L’ex-ministre de l’Éducation nationale Najat Vallaud-Belkacem cherche à relancer sa carrière politique avec un défi de taille : le 14 mars dernier, elle a annoncé sa candidature aux élections régionales en Auvergne-Rhône-Alpes. À la tête de la liste PS, elle affrontera le président sortant, Laurent Wauquiez, favori à sa réélection. Entretien avec une candidate qui ne retient pas ses coups.

Téléchargez ici l’entretien à Capital en format imprimable et retrouvez-le ci-dessous :

Capital : Najat Vallaud-Belkacem, vous avez été testée positive au coronavirus il y a peu. Comment allez-vous ?

Najat Vallaud-Belkacem : J’ai eu quelques symptômes mineurs, mais ce n’était pas la version sévère du virus.
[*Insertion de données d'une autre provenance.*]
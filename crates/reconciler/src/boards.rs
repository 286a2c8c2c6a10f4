//! Board-system collaborator contract.

use async_trait::async_trait;
use habsync_core::{BoardId, BoardSlug, CardId, LabelId, Outcome, Result, RuleId, UserId, Username};
use serde::{Deserialize, Serialize};

/// How a board account authenticates.
#[derive(Debug, Clone, Copy, PartialEq, Eq, Hash, Serialize, Deserialize)]
#[serde(rename_all = "lowercase")]
pub enum AuthMethod {
    /// Authenticated by the identity directory.
    Oauth2,
    /// Local password, managed by hand.
    Password,
}

/// A board-system account.
#[derive(Debug, Clone, PartialEq, Eq, Serialize, Deserialize)]
pub struct BoardUser {
    pub id: UserId,
    pub username: Username,
    #[serde(default)]
    pub emails: Vec<String>,
    pub auth_method: AuthMethod,
    #[serde(default)]
    pub login_disabled: bool,
    #[serde(default)]
    pub full_name: String,
    #[serde(default)]
    pub initials: String,
}

impl BoardUser {
    /// Whether the account takes part in automated lifecycle changes.
    ///
    /// Natively managed accounts never do; the administrator always does.
    #[must_use]
    pub fn is_genuine(&self, admin: &Username) -> bool {
        self.auth_method == AuthMethod::Oauth2 || &self.username == admin
    }
}

/// Account to insert.
#[derive(Debug, Clone, PartialEq, Eq, Serialize, Deserialize)]
pub struct NewBoardUser {
    pub username: Username,
    pub email: String,
    pub full_name: String,
    pub initials: String,
}

/// Membership record; deactivated, never deleted.
#[derive(Debug, Clone, PartialEq, Eq, Serialize, Deserialize)]
pub struct BoardMember {
    pub user_id: UserId,
    pub is_active: bool,
    #[serde(default)]
    pub is_admin: bool,
}

#[derive(Debug, Clone, PartialEq, Eq, Serialize, Deserialize)]
pub struct BoardLabel {
    pub id: LabelId,
    pub name: String,
    #[serde(default)]
    pub color: String,
}

#[derive(Debug, Clone, PartialEq, Eq, Serialize, Deserialize)]
pub struct Board {
    pub id: BoardId,
    pub slug: BoardSlug,
    #[serde(default)]
    pub title: String,
    #[serde(default)]
    pub members: Vec<BoardMember>,
    #[serde(default)]
    pub labels: Vec<BoardLabel>,
}

impl Board {
    /// Label carrying a taskforce name.
    #[must_use]
    pub fn label_named(&self, name: &str) -> Option<&BoardLabel> {
        self.labels.iter().find(|label| label.name == name)
    }

    #[must_use]
    pub fn member(&self, user: &UserId) -> Option<&BoardMember> {
        self.members.iter().find(|member| &member.user_id == user)
    }

    #[must_use]
    pub fn is_active_member(&self, user: &UserId) -> bool {
        self.member(user).is_some_and(|member| member.is_active)
    }
}

#[derive(Debug, Clone, PartialEq, Eq, Serialize, Deserialize)]
pub struct Card {
    pub id: CardId,
    pub board_id: BoardId,
    #[serde(default)]
    pub title: String,
    #[serde(default)]
    pub label_ids: Vec<LabelId>,
    #[serde(default)]
    pub members: Vec<UserId>,
}

impl Card {
    #[must_use]
    pub fn has_member(&self, user: &UserId) -> bool {
        self.members.contains(user)
    }
}

/// "When `label_id` is applied to a card of `board_id`, add `username` as a card member."
#[derive(Debug, Clone, PartialEq, Eq, Serialize, Deserialize)]
pub struct AutomationRule {
    pub id: RuleId,
    pub board_id: BoardId,
    pub label_id: LabelId,
    pub username: Username,
}

/// Operations the reconcilers consume from the board system.
#[async_trait]
pub trait BoardSystem: Send + Sync {
    async fn list_users(&self) -> Result<Vec<BoardUser>>;

    /// Insert an account; `Conflict` when the username or an email is taken.
    async fn insert_user(&self, user: &NewBoardUser) -> Result<UserId>;

    async fn enable_user(&self, id: &UserId) -> Result<Outcome>;

    async fn disable_user(&self, id: &UserId) -> Result<Outcome>;

    async fn get_board(&self, slug: &BoardSlug) -> Result<Board>;

    async fn get_board_by_id(&self, id: &BoardId) -> Result<Board>;

    /// Boards of the managed domain.
    async fn list_domain_boards(&self) -> Result<Vec<Board>>;

    async fn ensure_active_member(&self, board: &BoardId, user: &UserId) -> Result<Outcome>;

    async fn ensure_inactive_member(&self, board: &BoardId, user: &UserId) -> Result<Outcome>;

    async fn ensure_board_admin(&self, board: &BoardId, user: &UserId) -> Result<Outcome>;

    async fn list_rules(&self, board: &BoardId) -> Result<Vec<AutomationRule>>;

    /// Boards carrying at least one automation rule, in or out of the domain.
    async fn list_ruled_boards(&self) -> Result<Vec<BoardId>>;

    async fn create_rule(&self, board: &BoardId, label: &LabelId, username: &Username) -> Result<RuleId>;

    async fn delete_rule(&self, rule: &RuleId) -> Result<()>;

    async fn list_cards_with_label(&self, board: &BoardId, label: &LabelId) -> Result<Vec<Card>>;

    async fn add_card_member(&self, card: &CardId, user: &UserId) -> Result<Outcome>;

    async fn remove_card_member(&self, card: &CardId, user: &UserId) -> Result<Outcome>;
}

#[cfg(test)]
mod tests {
    use super::*;

    fn user(name: &str, auth_method: AuthMethod) -> BoardUser {
        BoardUser {
            id: UserId::new(name),
            username: Username::new(name),
            emails: vec![],
            auth_method,
            login_disabled: false,
            full_name: String::new(),
            initials: String::new(),
        }
    }

    #[test]
    fn test_genuine_accounts() {
        let admin = Username::new("admin");

        assert!(user("a@x.org", AuthMethod::Oauth2).is_genuine(&admin));
        assert!(user("admin", AuthMethod::Password).is_genuine(&admin));
        assert!(!user("local", AuthMethod::Password).is_genuine(&admin));
    }

    #[test]
    fn test_board_lookups() {
        let board = Board {
            id: BoardId::new("b"),
            slug: BoardSlug::new("tableau"),
            title: String::new(),
            members: vec![BoardMember {
                user_id: UserId::new("u"),
                is_active: false,
                is_admin: false,
            }],
            labels: vec![BoardLabel {
                id: LabelId::new("l"),
                name: "covid".into(),
                color: "red".into(),
            }],
        };

        assert!(board.member(&UserId::new("u")).is_some());
        assert!(!board.is_active_member(&UserId::new("u")));
        assert_eq!(board.label_named("covid").map(|l| l.id.clone()), Some(LabelId::new("l")));
        assert!(board.label_named("other").is_none());
    }
}
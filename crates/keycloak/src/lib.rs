//! # habsync-keycloak
//!
//! [`habsync_reconciler::IdentityDirectory`] implemented over the Keycloak
//! admin REST API.
//!
//! The adapter logs in with the password grant of the `admin-cli` client on
//! the login realm and administers another realm with the resulting token.
//! HTTP failures map to the shared error taxonomy: 409 is a `Conflict`, 404
//! a `NotFound`, any other 4xx `Rejected`, and 5xx or connection failures
//! `Transport`.

#![deny(clippy::unwrap_used)]
#![deny(clippy::expect_used)]
#![deny(clippy::panic)]

pub mod client;
pub mod directory;
pub mod representation;

pub use client::{Credentials, status_error};
pub use directory::KeycloakDirectory;
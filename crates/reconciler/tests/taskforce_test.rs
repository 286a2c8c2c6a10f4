//! Taskforce rule pipeline scenarios against the in-memory board system.

#![allow(clippy::unwrap_used)]

use std::sync::Arc;

use habsync_core::{BoardId, CardId, Error, LabelId, UserId, Username};
use regex::Regex;
use habsync_reconciler::{
    AuthMethod, BoardSystem, CancelFlag, DesiredState, DesiredUser, InMemoryBoards, Pipeline, ReconcilerConfig,
    StageName,
};

struct Fixture {
    boards: Arc<InMemoryBoards>,
    board: BoardId,
    label: LabelId,
    card: CardId,
    user: UserId,
}

async fn fixture() -> Fixture {
    let boards = Arc::new(InMemoryBoards::new());
    let board = boards.seed_board("tableau-nord", &["T", "V"]).await;
    let label = LabelId::new("tableau-nord:T");
    let card = boards.seed_card(&board, &[label.clone()], &[]).await;
    let user = boards.seed_user("u@x.org", AuthMethod::Oauth2).await;
    Fixture {
        boards,
        board,
        label,
        card,
        user,
    }
}

fn member(taskforces: &[&str]) -> DesiredState {
    let user = taskforces.iter().fold(
        DesiredUser::new("u@x.org")
            .with_scope("wekan")
            .with_board("tableau-nord"),
        |user, t| user.with_taskforce(*t),
    );
    DesiredState::new().with_user(user).unwrap()
}

fn pipeline(boards: &Arc<InMemoryBoards>) -> Pipeline {
    Pipeline::taskforce(boards.clone(), ReconcilerConfig::default(), CancelFlag::new())
}

async fn card_members(boards: &InMemoryBoards, card: &CardId) -> Vec<UserId> {
    boards
        .snapshot()
        .await
        .cards
        .into_iter()
        .find(|c| &c.id == card)
        .map(|c| c.members)
        .unwrap_or_default()
}

#[tokio::test]
async fn test_add_creates_one_rule_and_card_membership() {
    // GIVEN: U in taskforce T, board carrying label T on one card
    let f = fixture().await;

    // WHEN: running the pipeline up to the add stage
    let report = pipeline(&f.boards)
        .stop_after(&member(&["T"]), StageName::AddMissingRulesAndCardMembership)
        .await
        .unwrap();

    // THEN: exactly one rule (board, T, U) and U on the card
    assert_eq!(report.stages.len(), 1);
    let rules = f.boards.list_rules(&f.board).await.unwrap();
    assert_eq!(rules.len(), 1);
    let rule = rules.first().unwrap();
    assert_eq!(rule.label_id, f.label);
    assert_eq!(rule.username, Username::new("u@x.org"));
    assert_eq!(card_members(&f.boards, &f.card).await, vec![f.user.clone()]);
}

#[tokio::test]
async fn test_empty_taskforces_remove_rule_and_card_membership() {
    let f = fixture().await;
    pipeline(&f.boards).run(&member(&["T"])).await.unwrap();

    // WHEN: U leaves every taskforce
    pipeline(&f.boards).run(&member(&[])).await.unwrap();

    // THEN
    assert!(f.boards.list_rules(&f.board).await.unwrap().is_empty());
    assert!(card_members(&f.boards, &f.card).await.is_empty());
}

#[tokio::test]
async fn test_leaving_board_scope_removes_rule() {
    let f = fixture().await;
    pipeline(&f.boards).run(&member(&["T"])).await.unwrap();

    let outside = DesiredState::new()
        .with_user(
            DesiredUser::new("u@x.org")
                .with_board("tableau-nord")
                .with_taskforce("T"),
        )
        .unwrap();
    pipeline(&f.boards).run(&outside).await.unwrap();

    assert!(f.boards.list_rules(&f.board).await.unwrap().is_empty());
    assert!(card_members(&f.boards, &f.card).await.is_empty());
}

#[tokio::test]
async fn test_leaving_board_removes_rule() {
    let f = fixture().await;
    pipeline(&f.boards).run(&member(&["T"])).await.unwrap();

    let elsewhere = DesiredState::new()
        .with_user(DesiredUser::new("u@x.org").with_scope("wekan").with_taskforce("T"))
        .unwrap();
    pipeline(&f.boards).run(&elsewhere).await.unwrap();

    assert!(f.boards.list_rules(&f.board).await.unwrap().is_empty());
}

#[tokio::test]
async fn test_taskforce_without_label_is_skipped() {
    let f = fixture().await;

    let report = pipeline(&f.boards).run(&member(&["absent"])).await.unwrap();

    assert!(!report.has_failures());
    assert!(f.boards.list_rules(&f.board).await.unwrap().is_empty());
}

#[tokio::test]
async fn test_card_membership_kept_while_another_taskforce_justifies_it() {
    // GIVEN: a card carrying both T and V, U in both taskforces
    let f = fixture().await;
    let both = f
        .boards
        .seed_card(
            &f.board,
            &[f.label.clone(), LabelId::new("tableau-nord:V")],
            &[],
        )
        .await;
    pipeline(&f.boards).run(&member(&["T", "V"])).await.unwrap();

    // WHEN: U leaves T only
    pipeline(&f.boards).run(&member(&["V"])).await.unwrap();

    // THEN: the V rule stays and keeps U on the shared card
    let rules = f.boards.list_rules(&f.board).await.unwrap();
    assert_eq!(rules.len(), 1);
    assert_eq!(card_members(&f.boards, &both).await, vec![f.user.clone()]);
    assert!(card_members(&f.boards, &f.card).await.is_empty());
}

#[tokio::test]
async fn test_duplicate_rules_are_collapsed() {
    let f = fixture().await;
    f.boards.seed_rule(&f.board, &f.label, "u@x.org").await;
    f.boards.seed_rule(&f.board, &f.label, "u@x.org").await;

    pipeline(&f.boards).run(&member(&["T"])).await.unwrap();

    assert_eq!(f.boards.list_rules(&f.board).await.unwrap().len(), 1);
}

#[tokio::test]
async fn test_second_run_changes_nothing() {
    let f = fixture().await;
    pipeline(&f.boards).run(&member(&["T"])).await.unwrap();

    let second = pipeline(&f.boards).run(&member(&["T"])).await.unwrap();

    assert!(second.is_converged());
}

#[tokio::test]
async fn test_failed_card_release_keeps_rule_for_next_run() {
    // GIVEN: U on the card through taskforce T, card updates failing
    let f = fixture().await;
    pipeline(&f.boards).run(&member(&["T"])).await.unwrap();
    f.boards
        .inject_failure(
            "remove_card_member",
            None,
            Error::transport("remove card member", "connection reset"),
        )
        .await;

    // WHEN: U leaves T while the board system fails
    let failed = pipeline(&f.boards).run(&member(&[])).await;

    // THEN: the rule survives to drive the cleanup of the next run
    assert!(failed.is_err());
    assert_eq!(f.boards.list_rules(&f.board).await.unwrap().len(), 1);
    assert_eq!(card_members(&f.boards, &f.card).await, vec![f.user.clone()]);

    // AND: a run on the healthy system finishes the job
    f.boards.clear_failures().await;
    pipeline(&f.boards).run(&member(&[])).await.unwrap();
    assert!(f.boards.list_rules(&f.board).await.unwrap().is_empty());
    assert!(card_members(&f.boards, &f.card).await.is_empty());
}

#[tokio::test]
async fn test_rejected_card_release_is_reported_and_retried() {
    let f = fixture().await;
    pipeline(&f.boards).run(&member(&["T"])).await.unwrap();
    f.boards
        .inject_failure("remove_card_member", None, Error::rejected("remove card member", "locked"))
        .await;

    let report = pipeline(&f.boards).run(&member(&[])).await.unwrap();

    assert!(report.has_failures());
    assert_eq!(f.boards.list_rules(&f.board).await.unwrap().len(), 1);

    f.boards.clear_failures().await;
    let retry = pipeline(&f.boards).run(&member(&[])).await.unwrap();
    assert!(!retry.has_failures());
    assert!(card_members(&f.boards, &f.card).await.is_empty());
    assert!(f.boards.list_rules(&f.board).await.unwrap().is_empty());
}

#[tokio::test]
async fn test_rules_on_dropped_board_outside_domain_are_removed() {
    // GIVEN: a domain restricted to "tableau-" boards and U in T on "atelier"
    let boards = Arc::new(InMemoryBoards::new().with_domain(Regex::new("^tableau-").unwrap()));
    let atelier = boards.seed_board("atelier", &["T"]).await;
    let label = LabelId::new("atelier:T");
    let card = boards.seed_card(&atelier, &[label], &[]).await;
    boards.seed_user("u@x.org", AuthMethod::Oauth2).await;
    let listed = DesiredState::new()
        .with_user(
            DesiredUser::new("u@x.org")
                .with_scope("wekan")
                .with_board("atelier")
                .with_taskforce("T"),
        )
        .unwrap();
    pipeline(&boards).run(&listed).await.unwrap();
    assert_eq!(boards.list_rules(&atelier).await.unwrap().len(), 1);

    // WHEN: nobody lists the board any more
    let dropped = DesiredState::new()
        .with_user(DesiredUser::new("u@x.org").with_scope("wekan").with_taskforce("T"))
        .unwrap();
    pipeline(&boards).run(&dropped).await.unwrap();

    // THEN: its rule and card membership are still cleaned up
    assert!(boards.list_rules(&atelier).await.unwrap().is_empty());
    assert!(card_members(&boards, &card).await.is_empty());
}
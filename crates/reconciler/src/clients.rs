//! Directory client definitions.

use std::sync::Arc;

use async_trait::async_trait;
use habsync_core::{Outcome, Result, ResultExt};
use tracing::{info, warn};

use crate::directory::IdentityDirectory;
use crate::report::StageReport;
use crate::stage::{Stage, StageContext, StageName};

/// Creates or updates every configured client.
pub struct DirectoryClientsStage {
    directory: Arc<dyn IdentityDirectory>,
}

impl DirectoryClientsStage {
    pub fn new(directory: Arc<dyn IdentityDirectory>) -> Self {
        Self { directory }
    }
}

#[async_trait]
impl Stage for DirectoryClientsStage {
    fn name(&self) -> StageName {
        StageName::DirectoryClients
    }

    async fn run(&self, ctx: &StageContext<'_>) -> Result<StageReport> {
        let mut report = StageReport::new(self.name());
        for client in &ctx.config.clients {
            ctx.cancel.check()?;
            match self.directory.save_client(client).await.entity_scoped()? {
                Ok(Outcome::Changed) => {
                    info!(client = %client.client_id, "saved client");
                    report.record_change();
                }
                Ok(Outcome::Unchanged) => report.record_unchanged(),
                Err(e) => {
                    warn!(client = %client.client_id, error = %e, "failed to save client");
                    report.record_failure(client.client_id.clone(), "save client", e);
                }
            }
        }
        Ok(report)
    }
}
//! Desired-state reconciliation of an identity directory and a board system.
//!
//! Every reconciler follows the same loop:
//!
//! - **Desired State**: users, roles, boards and taskforces to enforce
//! - **Current State**: read fresh from the collaborator at stage entry
//! - **Diff**: three-way set comparison ([`intersect`])
//! - **Apply**: idempotent mutations, each reported as `Changed` or `Unchanged`
//!
//! # Stages
//!
//! Stages run strictly in order, see [`StageName`]:
//!
//! - directory: clients, roles, users, user roles
//! - board system: native account audit, users, members, taskforce rules
//!
//! Re-running the pipeline is the retry mechanism: a converged system yields
//! a report without changes.
//!
//! # Example
//!
//! ```ignore
//! use std::sync::Arc;
//! use habsync_reconciler::{DesiredState, InMemoryBoards, Pipeline, ReconcilerConfig};
//!
//! #[tokio::main]
//! async fn main() {
//!     let pipeline = Pipeline::builder()
//!         .with_boards(Arc::new(InMemoryBoards::new()))
//!         .with_config(ReconcilerConfig::default())
//!         .build()
//!         .unwrap();
//!
//!     let report = pipeline.run(&DesiredState::new()).await;
//! }
//! ```

#![deny(clippy::unwrap_used)]
#![deny(clippy::expect_used)]
#![deny(clippy::panic)]

pub mod audit;
pub mod boards;
pub mod cancel;
pub mod clients;
pub mod desired;
pub mod directory;
pub mod dry_run;
pub mod error;
pub mod intersect;
pub mod members;
pub mod memory;
pub mod pipeline;
pub mod report;
pub mod roles;
pub mod stage;
pub mod taskforce;
pub mod users;

// Re-export main types
pub use audit::{NativeAccount, NativeAccountAuditStage, native_inventory};
pub use boards::{AuthMethod, AutomationRule, Board, BoardLabel, BoardMember, BoardSystem, BoardUser, Card, NewBoardUser};
pub use cancel::CancelFlag;
pub use clients::DirectoryClientsStage;
pub use desired::{DesiredState, DesiredUser, DesiredUserRecord};
pub use directory::{ClientSpec, DirectoryRole, DirectoryUser, IdentityDirectory, NewDirectoryUser, UserFields};
pub use dry_run::{DryRunBoards, DryRunDirectory};
pub use error::{PipelineError, Result};
pub use intersect::{Intersection, intersect};
pub use members::{BoardMembersStage, BoardMembershipReconciler, MemberDiff, diff_members, infer_board_members, with_mandatory_admin};
pub use memory::{BoardsSnapshot, DirectorySnapshot, InMemoryBoards, InMemoryDirectory, SnapshotClient};
pub use pipeline::{Pipeline, PipelineBuilder, ReconcilerConfig};
pub use report::{EntityFailure, RunReport, StageReport};
pub use roles::{DirectoryRolesStage, DirectoryUserRolesStage, ManagedClient, RoleDiff, RoleReconciler, diff_roles};
pub use stage::{Stage, StageContext, StageName};
pub use taskforce::{AddMissingRulesStage, RemoveExtraRulesStage, RuleKey, implied_rules};
pub use users::{
    Account, AccountTarget, BoardAccounts, BoardUsersStage, DirectoryAccounts, DirectoryUsersStage, LifecyclePlan,
    UserLifecycleReconciler,
};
Je me suis isolée pendant dix jours sans que ça perturbe trop mon début de campagne. Cela m’a donné l’occasion de travailler sur le fond de mon programme pour la région Auvergne-Rhône-Alpes (AURA) et de poursuivre, en visio, mes échanges avec les habitants et nos partenaires.

Capital : Vous critiquez durement le bilan et le style de Laurent Wauquiez. Pourtant, beaucoup lui reconnaissent le mérite d’avoir permis à la région de faire des économies et louent son activisme lors de la crise sanitaire pour permettre à la collectivité d’avoir des masques et des tests…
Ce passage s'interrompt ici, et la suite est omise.